ふだん無口な子どもの変わった反応が面白いのか、父親は事ある毎に魔法を見せてきた。火を出したり、水を出したり、くるくる回っては華麗に飛んだりもする。まるでサーカスのショーみたい。思わず拍手すると、それを見ていた母親も参加して、ショーはとても派手になる。次々と繰り出される魔法は航空ショーにだって引けを取らない。ご近所さんも見に来るくらい。
「おはよう、ふたりとも」
「もう起きたの?」
「なんだい、僕が起きたらまずい事でもあるのかい?」
父親はそう言って、僕の肩を持って引き寄せる。少しバランスを崩しそうになった、支えられて目が合うと、おどけた様に笑う。隣からは大きく息を吐く音が聞こえてくる。
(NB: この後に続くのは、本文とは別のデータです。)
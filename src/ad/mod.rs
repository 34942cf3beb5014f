/*
    Nyx, blazing fast astrodynamics
    Copyright (C) 2018-onwards Christopher Rabotin <christopher.rabotin@gmail.com>

    This program is free software: you can redistribute it and/or modify
    it under the terms of the GNU Affero General Public License as published
    by the Free Software Foundation, either version 3 of the License, or
    (at your option) any later version.

    This program is distributed in the hope that it will be useful,
    but WITHOUT ANY WARRANTY; without even the implied warranty of
    MERCHANTABILITY or FITNESS FOR A PARTICULAR PURPOSE.  See the
    GNU Affero General Public License for more details.

    You should have received a copy of the GNU Affero General Public License
    along with this program.  If not, see <https://www.gnu.org/licenses/>.
*/

/*! Forward-mode automatic differentiation used by the measurement models.

The same algorithms run on [f64] when only the value of a measurement is needed, and on
[Gradient] when the partial derivatives with respect to the spacecraft states and to the
selected parameters are required. The [Real] trait is the only thing those algorithms know
about their scalar type.
*/

use num::{One, Zero};
use std::fmt;
use std::ops::{Add, AddAssign, Div, DivAssign, Mul, MulAssign, Neg, Sub, SubAssign};

mod derivation;
mod gradient;
mod instant;
pub mod linalg;

pub use derivation::{Derivation, GradientDerivation, NoDerivatives};
pub use gradient::Gradient;
pub use instant::Instant;

/// A real scalar, either a plain `f64` or a value carrying its partial derivatives.
pub trait Real:
    Clone
    + fmt::Debug
    + PartialEq
    + Send
    + Sync
    + 'static
    + Add<Output = Self>
    + Sub<Output = Self>
    + Mul<Output = Self>
    + Div<Output = Self>
    + Neg<Output = Self>
    + Add<f64, Output = Self>
    + Sub<f64, Output = Self>
    + Mul<f64, Output = Self>
    + Div<f64, Output = Self>
    + AddAssign
    + SubAssign
    + MulAssign
    + DivAssign
    + Zero
    + One
{
    /// Builds a value with no dependency on any parameter.
    fn constant(value: f64) -> Self;

    /// Returns the real part of this value.
    fn real(&self) -> f64;

    fn sqrt(self) -> Self;

    fn sin(self) -> Self;

    fn cos(self) -> Self;

    fn asin(self) -> Self;

    /// Four quadrant arc tangent of `self` (the ordinate) and `x` (the abscissa).
    fn atan2(self, x: Self) -> Self;

    fn abs(self) -> Self;

    fn powi(self, n: i32) -> Self;
}

impl Real for f64 {
    fn constant(value: f64) -> Self {
        value
    }

    fn real(&self) -> f64 {
        *self
    }

    fn sqrt(self) -> Self {
        f64::sqrt(self)
    }

    fn sin(self) -> Self {
        f64::sin(self)
    }

    fn cos(self) -> Self {
        f64::cos(self)
    }

    fn asin(self) -> Self {
        f64::asin(self)
    }

    fn atan2(self, x: Self) -> Self {
        f64::atan2(self, x)
    }

    fn abs(self) -> Self {
        f64::abs(self)
    }

    fn powi(self, n: i32) -> Self {
        f64::powi(self, n)
    }
}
「そうね、現にまずい事が起きているわ。私からライトちゃんが離れて、とっても面白くないもの」
「おや、それは災難だね。でもライトは僕のところにいるから安心して」
慣れないこの世界でも分かってきたこともある。このいがみ合いのようにみえるやり取りも、今では、じゃれ合っているのだと分かる。
「お腹空いた、朝ごはん食べたい」
ふたりの手を取って、もっといいじゃれ合い方の提案をする。乱気流より上昇気流の方が機体は安定しやすい。
「そうね、じゃあ私はベーコンと卵を焼くから、あなたはトーストとサラダをお願い」
「うん、任せて」
「僕も、手伝う」
「ありがとう。それじゃあライトちゃんには、お皿を選んでもらおうかしら」
僕たちは揃ってキッチンへと向かう、決まった場所で補給をするハイドラント方式。補給のあとは両親は農作業、僕は留守番の予定。
部屋を出る前に、振り替えってベッドを見る。もしもあのベッドが無くなったらと想像する、込み上げてくる気持ちは何というものだろう。記憶の中の常夜灯が、少し和らいだ気がする。